--- What the exercise asks ---
Count up the lines below containing the word "DetectionBuilder", and give the result with no other words.

*** Opening of Information given ***

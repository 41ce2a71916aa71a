use serde::{Deserialize, Serialize};

use crate::error::GeometryError;

/// Integer pixel coordinate.
#[derive(Debug, Clone, Copy, Default, PartialEq, Eq, Hash, Serialize, Deserialize)]
pub struct Point {
    pub x: i32,
    pub y: i32,
}

impl Point {
    #[inline]
    pub fn new(x: i32, y: i32) -> Self {
        Self { x, y }
    }
}

impl From<(i32, i32)> for Point {
    fn from((x, y): (i32, i32)) -> Self {
        Self { x, y }
    }
}

/// Closed simple polygon with at least three vertices. Need not be convex.
#[derive(Debug, Clone, PartialEq, Eq)]
pub struct Polygon {
    vertices: Vec<Point>,
}

impl Polygon {
    /// Build a polygon, rejecting vertex lists that cannot enclose an area.
    pub fn new(vertices: Vec<Point>) -> Result<Self, GeometryError> {
        if vertices.len() < 3 {
            return Err(GeometryError::DegeneratePolygon {
                vertices: vertices.len(),
            });
        }
        Ok(Self { vertices })
    }

    /// Convenience constructor from `(x, y)` pairs.
    pub fn from_coords(coords: &[(i32, i32)]) -> Result<Self, GeometryError> {
        Self::new(coords.iter().copied().map(Point::from).collect())
    }

    pub fn vertices(&self) -> &[Point] {
        &self.vertices
    }

    pub fn len(&self) -> usize {
        self.vertices.len()
    }

    // Never true: construction guarantees three vertices.
    pub fn is_empty(&self) -> bool {
        self.vertices.is_empty()
    }

    pub fn contains(&self, point: Point) -> bool {
        point_in_polygon(point, &self.vertices)
    }

    pub fn into_vertices(self) -> Vec<Point> {
        self.vertices
    }
}

impl TryFrom<Vec<Point>> for Polygon {
    type Error = GeometryError;

    fn try_from(vertices: Vec<Point>) -> Result<Self, Self::Error> {
        Self::new(vertices)
    }
}

/// Ray-casting point-in-polygon test.
///
/// Casts a horizontal ray to the right of `point` and counts edge crossings;
/// an odd count means inside. An edge takes part only when
/// `min(y1, y2) < y <= max(y1, y2)`, which excludes horizontal edges and
/// counts a vertex shared by two edges exactly once.
///
/// Returns `false` for fewer than three vertices.
pub fn point_in_polygon(point: Point, vertices: &[Point]) -> bool {
    if vertices.len() < 3 {
        return false;
    }

    let x = f64::from(point.x);
    let y = f64::from(point.y);
    let mut inside = false;

    let edges = vertices.iter().zip(vertices.iter().cycle().skip(1));
    for (p1, p2) in edges {
        let (p1x, p1y) = (f64::from(p1.x), f64::from(p1.y));
        let (p2x, p2y) = (f64::from(p2.x), f64::from(p2.y));

        if y <= p1y.min(p2y) || y > p1y.max(p2y) || x > p1x.max(p2x) {
            continue;
        }

        // p1y != p2y here, the half-open y range rules out horizontal edges
        let crosses = p1x == p2x || x <= (y - p1y) * (p2x - p1x) / (p2y - p1y) + p1x;
        if crosses {
            inside = !inside;
        }
    }

    inside
}
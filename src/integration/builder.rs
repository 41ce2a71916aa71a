//! Conversion of detector-space boxes into integer frame-pixel detections.

use crate::geometry::BBox;
use crate::integration::detector::RawDetection;
use crate::tracker::Detection;

/// Builds a [`Detection`] from floating-point detector output.
///
/// Models often run on a resized copy of the frame; [`scale`](Self::scale)
/// maps their coordinates back onto the original resolution. Fractional
/// coordinates are truncated toward zero after scaling.
#[derive(Debug, Clone)]
pub struct DetectionBuilder {
    corners: [f32; 4],
    scale: (f32, f32),
    score: f32,
}

impl Default for DetectionBuilder {
    fn default() -> Self {
        Self {
            corners: [0.0; 4],
            scale: (1.0, 1.0),
            score: 0.0,
        }
    }
}

impl DetectionBuilder {
    pub fn new() -> Self {
        Self::default()
    }

    /// Box given as corners (x1, y1, x2, y2).
    pub fn tlbr(mut self, x1: f32, y1: f32, x2: f32, y2: f32) -> Self {
        self.corners = [x1, y1, x2, y2];
        self
    }

    /// Box given as center, width and height, the usual YOLO head layout.
    pub fn xywh(self, cx: f32, cy: f32, w: f32, h: f32) -> Self {
        let (hw, hh) = (w / 2.0, h / 2.0);
        self.tlbr(cx - hw, cy - hh, cx + hw, cy + hh)
    }

    /// Box given as top-left corner, width and height.
    pub fn tlwh(self, x: f32, y: f32, w: f32, h: f32) -> Self {
        self.tlbr(x, y, x + w, y + h)
    }

    /// Multiply x coordinates by `sx` and y coordinates by `sy`.
    pub fn scale(mut self, sx: f32, sy: f32) -> Self {
        self.scale = (sx, sy);
        self
    }

    /// Map from a `model_width` x `model_height` input back to a
    /// `frame_width` x `frame_height` frame.
    pub fn rescale_from(
        self,
        (model_width, model_height): (u32, u32),
        (frame_width, frame_height): (u32, u32),
    ) -> Self {
        if model_width == 0 || model_height == 0 {
            return self;
        }
        self.scale(
            frame_width as f32 / model_width as f32,
            frame_height as f32 / model_height as f32,
        )
    }

    pub fn score(mut self, score: f32) -> Self {
        self.score = score;
        self
    }

    pub fn build(self) -> Detection {
        let [x1, y1, x2, y2] = self.corners;
        let (sx, sy) = self.scale;
        // `as` saturates on overflow and maps NaN to 0
        let bbox = BBox::new(
            (x1 * sx) as i32,
            (y1 * sy) as i32,
            (x2 * sx) as i32,
            (y2 * sy) as i32,
        );
        Detection::from_bbox(bbox, self.score)
    }
}

impl From<&RawDetection> for DetectionBuilder {
    fn from(raw: &RawDetection) -> Self {
        let [x1, y1, x2, y2] = raw.bbox;
        Self::new().tlbr(x1, y1, x2, y2).score(raw.score)
    }
}
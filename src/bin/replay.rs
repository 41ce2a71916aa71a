//! intrusion-replay - run recorded detections through the intrusion engine
//!
//! Each line of the detections file is one detector run:
//!
//! ```json
//! {"detections": [{"bbox": [412.0, 80.5, 470.2, 260.0], "score": 0.82, "class_id": 0}]}
//! ```
//!
//! With `detect_every_n_frames = N`, line k is the detector output for video
//! frame k * N; the frames in between reuse the previous tracks. The alarm
//! clock advances by 1 / fps per video frame.

use std::io::{self, Write};
use std::path::PathBuf;
use std::time::{Duration, Instant};

use anyhow::{Context, Result, ensure};
use clap::Parser;
use intrusion_rs::{AlarmEvent, IntrusionPipeline, RecordedDetections, Settings, ZoneIndex};
use tracing::{info, warn};
use tracing_subscriber::EnvFilter;

/// Replay recorded person detections against restricted zones
#[derive(Parser, Debug)]
#[command(name = "intrusion-replay", version, about)]
struct Args {
    /// Path to TOML configuration file (defaults are used when omitted)
    #[arg(short, long)]
    config: Option<PathBuf>,

    /// Zones JSON file, overrides `[zones] file` from the config
    #[arg(short, long)]
    zones: Option<PathBuf>,

    /// Recorded detections in JSON Lines format
    #[arg(short, long)]
    detections: PathBuf,

    /// Video frame rate driving the alarm clock
    #[arg(long, default_value_t = 30.0)]
    fps: f64,

    /// Print each frame report as a JSON line on stdout
    #[arg(long)]
    json: bool,
}

fn main() -> Result<()> {
    // Default: INFO, use RUST_LOG=debug to see track births and expiries
    let filter = EnvFilter::try_from_default_env().unwrap_or_else(|_| EnvFilter::new("info"));
    tracing_subscriber::fmt()
        .with_env_filter(filter)
        .with_target(false)
        .with_writer(io::stderr)
        .init();

    let args = Args::parse();
    let frame_period = frame_period(args.fps)?;

    let settings = match &args.config {
        Some(path) => Settings::from_file(path)?,
        None => Settings::default(),
    };

    let zones_path = args.zones.as_ref().unwrap_or(&settings.zones.file);
    let zones = ZoneIndex::from_file(zones_path)
        .with_context(|| format!("loading zones from {}", zones_path.display()))?;
    if zones.is_empty() {
        warn!("no zones configured, the alarm cannot trigger");
    }

    let recording = RecordedDetections::from_jsonl(&args.detections)?;
    let detector_runs = recording.remaining();
    info!(
        detector_runs,
        zones = zones.len(),
        stride = settings.pipeline.detect_every_n_frames,
        "replay starting"
    );

    let mut pipeline = IntrusionPipeline::new(recording, &settings, zones)?;

    let start = Instant::now();
    let mut out = io::stdout().lock();
    let mut raised = 0usize;
    let mut video_frame: u32 = 0;

    while !pipeline.detector().is_exhausted() {
        let now = frame_period
            .checked_mul(video_frame)
            .and_then(|offset| start.checked_add(offset))
            .with_context(|| format!("replay clock overflowed at frame {video_frame}"))?;
        let report = match pipeline.process_frame_at(&[], 0, 0, now) {
            Ok(report) => report,
            Err(never) => match never {},
        };

        if let Some(event) = report.event {
            if event == AlarmEvent::Raised {
                raised += 1;
            }
            info!(
                frame = report.frame_index,
                at = ?(now - start),
                ?event,
                intruders = ?report.alarm.intruders,
                "alarm transition"
            );
        }

        if args.json {
            serde_json::to_writer(&mut out, &report)?;
            writeln!(out)?;
        }
        video_frame = video_frame
            .checked_add(1)
            .context("recording has too many frames")?;
    }
    out.flush()?;

    info!(
        frames = pipeline.monitor().frame_index(),
        raised,
        still_active = pipeline.monitor().alarm().is_active(),
        "replay finished"
    );
    Ok(())
}

/// Virtual time between two video frames.
fn frame_period(fps: f64) -> Result<Duration> {
    ensure!(
        fps.is_finite() && fps > 0.0,
        "--fps must be a positive number, got {fps}"
    );
    Duration::try_from_secs_f64(1.0 / fps)
        .with_context(|| format!("--fps {fps} gives an unrepresentable frame period"))
}
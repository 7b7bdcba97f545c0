// SPDX-FileCopyrightText: 2026 Courier Contributors
// SPDX-License-Identifier: MIT OR Apache-2.0

//! Wall-clock source, injectable so scheduling can be tested deterministically.

use chrono::{DateTime, Utc};

/// Source of the current time.
pub trait Clock: Send + Sync + 'static {
    fn now(&self) -> DateTime<Utc>;
}

/// The system clock.
#[derive(Debug, Clone, Copy, Default)]
pub struct SystemClock;

impl Clock for SystemClock {
    fn now(&self) -> DateTime<Utc> {
        Utc::now()
    }
}
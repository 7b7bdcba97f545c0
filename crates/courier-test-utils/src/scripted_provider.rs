// SPDX-FileCopyrightText: 2026 Courier Contributors
// SPDX-License-Identifier: MIT OR Apache-2.0

//! Scripted provider adapter for deterministic testing.
//!
//! `ScriptedProvider` implements `DeliveryProvider` by popping outcomes from
//! a FIFO queue. When the queue is empty it falls back to a default outcome
//! (delivery at the quoted cost unless changed).

use std::collections::VecDeque;
use std::sync::atomic::{AtomicUsize, Ordering};
use std::time::Duration;

use async_trait::async_trait;
use tokio::sync::Mutex;

use courier_core::{DeliveryProvider, DispatchRequest, ProviderError, ProviderReceipt};

/// One scripted provider answer.
#[derive(Debug, Clone, PartialEq)]
pub enum Scripted {
    /// Synchronous delivery. `None` cost means the quoted cost.
    Deliver { cost: Option<f64> },
    /// Asynchronous acceptance with the given vendor id.
    Accept { provider_request_id: String },
    Transient(String),
    Permanent(String),
    /// Never answer within any realistic attempt timeout.
    Hang,
}

/// A provider adapter that replays a script.
pub struct ScriptedProvider {
    id: String,
    script: Mutex<VecDeque<Scripted>>,
    fallback: Scripted,
    delay: Option<Duration>,
    calls: AtomicUsize,
    dispatched: Mutex<Vec<DispatchRequest>>,
}

impl ScriptedProvider {
    /// A provider that delivers every attempt.
    pub fn new(id: &str) -> Self {
        Self {
            id: id.to_string(),
            script: Mutex::new(VecDeque::new()),
            fallback: Scripted::Deliver { cost: None },
            delay: None,
            calls: AtomicUsize::new(0),
            dispatched: Mutex::new(Vec::new()),
        }
    }

    /// A provider that answers with `outcomes` in order, then the fallback.
    pub fn with_script(id: &str, outcomes: Vec<Scripted>) -> Self {
        Self {
            script: Mutex::new(VecDeque::from(outcomes)),
            ..Self::new(id)
        }
    }

    /// A provider that fails transiently on every attempt.
    pub fn always_failing(id: &str) -> Self {
        Self {
            fallback: Scripted::Transient(format!("{id} unavailable")),
            ..Self::new(id)
        }
    }

    /// Answer used once the script runs out.
    pub fn or_else(mut self, fallback: Scripted) -> Self {
        self.fallback = fallback;
        self
    }

    /// Sleep this long before every answer.
    pub fn with_delay(mut self, delay: Duration) -> Self {
        self.delay = Some(delay);
        self
    }

    pub async fn push(&self, outcome: Scripted) {
        self.script.lock().await.push_back(outcome);
    }

    /// Number of attempts received so far.
    pub fn calls(&self) -> usize {
        self.calls.load(Ordering::SeqCst)
    }

    /// Copies of every dispatch received, in order.
    pub async fn dispatched(&self) -> Vec<DispatchRequest> {
        self.dispatched.lock().await.clone()
    }

    async fn next(&self) -> Scripted {
        self.script
            .lock()
            .await
            .pop_front()
            .unwrap_or_else(|| self.fallback.clone())
    }
}

#[async_trait]
impl DeliveryProvider for ScriptedProvider {
    fn provider_id(&self) -> &str {
        &self.id
    }

    async fn attempt_deliver(
        &self,
        request: &DispatchRequest,
    ) -> Result<ProviderReceipt, ProviderError> {
        self.calls.fetch_add(1, Ordering::SeqCst);
        self.dispatched.lock().await.push(request.clone());
        if let Some(delay) = self.delay {
            tokio::time::sleep(delay).await;
        }
        match self.next().await {
            Scripted::Deliver { cost } => Ok(ProviderReceipt::Delivered {
                provider_request_id: Some(format!("{}-{}", self.id, self.calls())),
                cost,
                detail: "ok".to_string(),
            }),
            Scripted::Accept {
                provider_request_id,
            } => Ok(ProviderReceipt::Accepted {
                provider_request_id,
                detail: "queued".to_string(),
            }),
            Scripted::Transient(message) => Err(ProviderError::Transient(message)),
            Scripted::Permanent(message) => Err(ProviderError::Permanent(message)),
            Scripted::Hang => {
                tokio::time::sleep(Duration::from_secs(3600)).await;
                Err(ProviderError::Transient("hung".to_string()))
            }
        }
    }
}

#[cfg(test)]
mod tests {
    use super::*;
    use courier_core::Channel;

    fn dispatch() -> DispatchRequest {
        DispatchRequest {
            request_id: "r-1".into(),
            subject_ref: "user-1".into(),
            channel: Channel::Sms,
            zone_code: "WA".into(),
            language: "fr".into(),
            currency: "XOF".into(),
            payload: serde_json::json!({"body": "hi"}),
            quoted_cost: 0.5,
            max_message_seconds: None,
        }
    }

    #[tokio::test]
    async fn script_then_fallback() {
        let provider = ScriptedProvider::with_script(
            "p1",
            vec![
                Scripted::Transient("busy".into()),
                Scripted::Permanent("bad number".into()),
            ],
        );
        assert_eq!(
            provider.attempt_deliver(&dispatch()).await,
            Err(ProviderError::Transient("busy".into()))
        );
        assert_eq!(
            provider.attempt_deliver(&dispatch()).await,
            Err(ProviderError::Permanent("bad number".into()))
        );
        assert!(matches!(
            provider.attempt_deliver(&dispatch()).await,
            Ok(ProviderReceipt::Delivered { cost: None, .. })
        ));
        assert_eq!(provider.calls(), 3);
        assert_eq!(provider.dispatched().await.len(), 3);
    }

    #[tokio::test]
    async fn always_failing_keeps_failing() {
        let provider = ScriptedProvider::always_failing("p2");
        for _ in 0..3 {
            assert!(provider.attempt_deliver(&dispatch()).await.is_err());
        }
        provider.push(Scripted::Deliver { cost: Some(0.1) }).await;
        assert!(provider.attempt_deliver(&dispatch()).await.is_ok());
    }
}
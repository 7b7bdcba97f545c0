// SPDX-FileCopyrightText: 2026 Courier Contributors
// SPDX-License-Identifier: MIT OR Apache-2.0

//! Courier - multi-channel notification delivery engine.
//!
//! This is the binary entry point: `serve` runs the delivery workers, the
//! remaining subcommands inspect and administer individual requests.

mod admin;
mod providers;
mod serve;

use std::path::PathBuf;

use clap::{Parser, Subcommand};

/// Courier - multi-channel notification delivery engine.
#[derive(Parser, Debug)]
#[command(name = "courier", version, about, long_about = None)]
struct Cli {
    /// Explicit configuration file instead of the standard search path.
    #[arg(long, global = true)]
    config: Option<PathBuf>,

    #[command(subcommand)]
    command: Option<Commands>,
}

/// Available subcommands.
#[derive(Subcommand, Debug)]
enum Commands {
    /// Run delivery workers until SIGINT or SIGTERM.
    Serve,
    /// Print a request's status and attempt chain as JSON.
    Status {
        /// Request id.
        id: String,
    },
    /// Make a failed or pending request immediately claimable again.
    Requeue {
        /// Request id.
        id: String,
        #[arg(long)]
        reason: String,
        /// Actor recorded in the audit trail.
        #[arg(long, default_value = "cli")]
        actor: String,
    },
    /// Abort a pending request, or a failed one with retries remaining.
    Abort {
        /// Request id.
        id: String,
        #[arg(long)]
        reason: String,
        /// Actor recorded in the audit trail.
        #[arg(long, default_value = "cli")]
        actor: String,
    },
}

#[tokio::main]
async fn main() {
    let cli = Cli::parse();

    let loaded = match &cli.config {
        Some(path) => courier_config::load_and_validate_path(path),
        None => courier_config::load_and_validate(),
    };
    let config = match loaded {
        Ok(config) => config,
        Err(errors) => {
            courier_config::render_errors(&errors);
            std::process::exit(1);
        }
    };

    let result = match cli.command {
        Some(Commands::Serve) => serve::run_serve(config).await,
        Some(Commands::Status { id }) => admin::run_status(&config, &id).await,
        Some(Commands::Requeue { id, reason, actor }) => {
            admin::run_requeue(&config, &id, &reason, &actor).await
        }
        Some(Commands::Abort { id, reason, actor }) => {
            admin::run_abort(&config, &id, &reason, &actor).await
        }
        None => {
            println!("courier: use --help for available commands");
            Ok(())
        }
    };

    if let Err(e) = result {
        eprintln!("courier: {e}");
        std::process::exit(1);
    }
}

#[cfg(test)]
mod tests {
    use super::*;
    use clap::CommandFactory;

    #[test]
    fn cli_definition_is_consistent() {
        Cli::command().debug_assert();
    }

    #[test]
    fn parses_admin_subcommands() {
        let cli = Cli::parse_from(["courier", "requeue", "r-1", "--reason", "vendor fixed"]);
        match cli.command {
            Some(Commands::Requeue { id, reason, actor }) => {
                assert_eq!(id, "r-1");
                assert_eq!(reason, "vendor fixed");
                assert_eq!(actor, "cli");
            }
            other => panic!("unexpected command: {other:?}"),
        }

        let cli = Cli::parse_from(["courier", "--config", "/tmp/c.toml", "status", "r-2"]);
        assert_eq!(cli.config.as_deref(), Some(std::path::Path::new("/tmp/c.toml")));
        assert!(matches!(cli.command, Some(Commands::Status { ref id }) if id == "r-2"));
    }

    #[test]
    fn abort_requires_reason() {
        assert!(Cli::try_parse_from(["courier", "abort", "r-1"]).is_err());
    }

    #[test]
    fn binary_loads_config_defaults() {
        let config = courier_config::load_and_validate_str("")
            .expect("default config should be valid");
        assert_eq!(config.engine.name, "courier");
    }
}
// SPDX-FileCopyrightText: 2026 Courier Contributors
// SPDX-License-Identifier: MIT OR Apache-2.0

//! Attempt pricing.

use courier_core::ZonePolicy;

/// Round to 6 decimal places.
pub fn round6(value: f64) -> f64 {
    (value * 1_000_000.0).round() / 1_000_000.0
}

/// `base_cost * (1 + markup_pct / 100)`, clamped to `[min_fee, max_fee]`,
/// rounded to 6 decimal places.
pub fn compute_cost(base_cost: f64, zone: &ZonePolicy) -> f64 {
    let marked_up = base_cost * (1.0 + zone.markup_pct / 100.0);
    // max/min rather than f64::clamp: never panics on inverted bounds.
    round6(marked_up.max(zone.min_fee).min(zone.max_fee))
}

#[cfg(test)]
mod tests {
    use super::*;
    use courier_core::ChannelFlags;
    use proptest::prelude::*;

    fn zone(min_fee: f64, max_fee: f64, markup_pct: f64) -> ZonePolicy {
        ZonePolicy {
            zone_code: "WA".into(),
            channels: ChannelFlags::default(),
            max_backoff_seconds: 300,
            max_retries: 5,
            min_fee,
            max_fee,
            markup_pct,
        }
    }

    #[test]
    fn ten_percent_markup_on_one_dollar() {
        assert_eq!(compute_cost(1.00, &zone(0.01, 5.0, 10.0)), 1.10);
    }

    #[test]
    fn clamps_to_fee_bounds() {
        let z = zone(0.05, 2.0, 0.0);
        assert_eq!(compute_cost(0.001, &z), 0.05);
        assert_eq!(compute_cost(9.0, &z), 2.0);
    }

    #[test]
    fn rounds_to_six_places() {
        assert_eq!(compute_cost(0.1234567, &zone(0.0, 10.0, 0.0)), 0.123457);
    }

    fn micros() -> impl Strategy<Value = f64> {
        (0u64..10_000_000).prop_map(|m| m as f64 / 1_000_000.0)
    }

    proptest! {
        #[test]
        fn always_within_bounds(
            base in 0.0f64..1000.0,
            markup in 0.0f64..500.0,
            lo in micros(),
            span in micros(),
        ) {
            let hi = round6(lo + span);
            let z = zone(lo, hi, markup);
            let cost = compute_cost(base, &z);
            prop_assert!(cost >= lo && cost <= hi, "{cost} not in [{lo}, {hi}]");
        }

        #[test]
        fn monotonic_in_base_cost(a in 0.0f64..100.0, b in 0.0f64..100.0, markup in 0.0f64..200.0) {
            let z = zone(0.0, 1_000_000.0, markup);
            let (lo, hi) = if a <= b { (a, b) } else { (b, a) };
            prop_assert!(compute_cost(lo, &z) <= compute_cost(hi, &z));
        }

        #[test]
        fn monotonic_in_markup(base in 0.0f64..100.0, a in 0.0f64..300.0, b in 0.0f64..300.0) {
            let (lo, hi) = if a <= b { (a, b) } else { (b, a) };
            let cheap = compute_cost(base, &zone(0.0, 1_000_000.0, lo));
            let dear = compute_cost(base, &zone(0.0, 1_000_000.0, hi));
            prop_assert!(cheap <= dear);
        }

        #[test]
        fn deterministic(base in 0.0f64..100.0, markup in -50.0f64..300.0) {
            let z = zone(0.01, 50.0, markup);
            prop_assert_eq!(compute_cost(base, &z), compute_cost(base, &z));
        }
    }
}
// SPDX-FileCopyrightText: 2026 Courier Contributors
// SPDX-License-Identifier: MIT OR Apache-2.0

//! A clock that only moves when told to.

use std::sync::Mutex;

use chrono::{DateTime, Duration, Utc};
use courier_core::Clock;

#[derive(Debug)]
pub struct ManualClock {
    now: Mutex<DateTime<Utc>>,
}

impl ManualClock {
    pub fn new(start: DateTime<Utc>) -> Self {
        Self {
            now: Mutex::new(start),
        }
    }

    pub fn set(&self, to: DateTime<Utc>) {
        *self.now.lock().unwrap_or_else(|p| p.into_inner()) = to;
    }

    pub fn advance(&self, by: Duration) {
        let mut now = self.now.lock().unwrap_or_else(|p| p.into_inner());
        *now += by;
    }
}

impl Clock for ManualClock {
    fn now(&self) -> DateTime<Utc> {
        *self.now.lock().unwrap_or_else(|p| p.into_inner())
    }
}

#[cfg(test)]
mod tests {
    use super::*;
    use chrono::TimeZone;

    #[test]
    fn moves_only_when_told() {
        let t0 = Utc.with_ymd_and_hms(2026, 3, 1, 23, 0, 0).unwrap();
        let clock = ManualClock::new(t0);
        assert_eq!(clock.now(), t0);
        clock.advance(Duration::hours(8));
        assert_eq!(clock.now(), Utc.with_ymd_and_hms(2026, 3, 2, 7, 0, 0).unwrap());
        clock.set(t0);
        assert_eq!(clock.now(), t0);
    }
}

*** Close of Information given ***

--- Your response ---
4